WORK INSTRUCTION. Please give back word for word the lines of the material below between the line containing "Move state machines." and the line containing "file's stem, sanitised).", inclusive.

EXTRACTED ENTRIES.

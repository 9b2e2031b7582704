use clap::{Parser, Subcommand};
use std::path::PathBuf;

/// marlowe-move — compiles timed multi-party contracts into Sui Move state machines.
#[derive(Parser)]
#[command(name = "marlowe-move", version, about)]
pub struct Cli {
    #[command(subcommand)]
    pub command: Command,
}

#[derive(Subcommand)]
pub enum Command {
    /// Compile a contract spec (JSON) into a Move module, test module, and SDK stub.
    Compile {
        /// Path to the contract JSON file.
        file: PathBuf,

        /// Module name to emit (default: the file's stem, sanitised).
        #[arg(long)]
        name: Option<String>,

        /// Path to a token-resolution map JSON document (default: the built-in fixture set).
        #[arg(long)]
        tokens: Option<PathBuf>,

        /// Directory to write `<name>.move`, `<name>_tests.move`, and `<name>_sdk.ts`
        /// into. Omit to print all three to stdout, separated by headers.
        #[arg(long, short = 'o')]
        out_dir: Option<PathBuf>,
    },

    /// Output the JSON Schema for the contract surface syntax (or the injected
    /// token map, with `--kind token-map`).
    Schema {
        #[arg(long, default_value = "contract")]
        kind: String,
    },

    /// List every AST node kind the parser accepts, with its JSON shape.
    ListNodes,

    /// Print an example contract spec to stdout.
    Example,
}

FINISHED EXERCISE.
/// marlowe-move — compiles timed multi-party contracts into Sui Move state machines.
#[derive(Parser)]
#[command(name = "marlowe-move", version, about)]
pub struct Cli {
    #[command(subcommand)]
    pub command: Command,
}

#[derive(Subcommand)]
pub enum Command {
    /// Compile a contract spec (JSON) into a Move module, test module, and SDK stub.
    Compile {
        /// Path to the contract JSON file.
        file: PathBuf,

        /// Module name to emit (default: the file's stem, sanitised).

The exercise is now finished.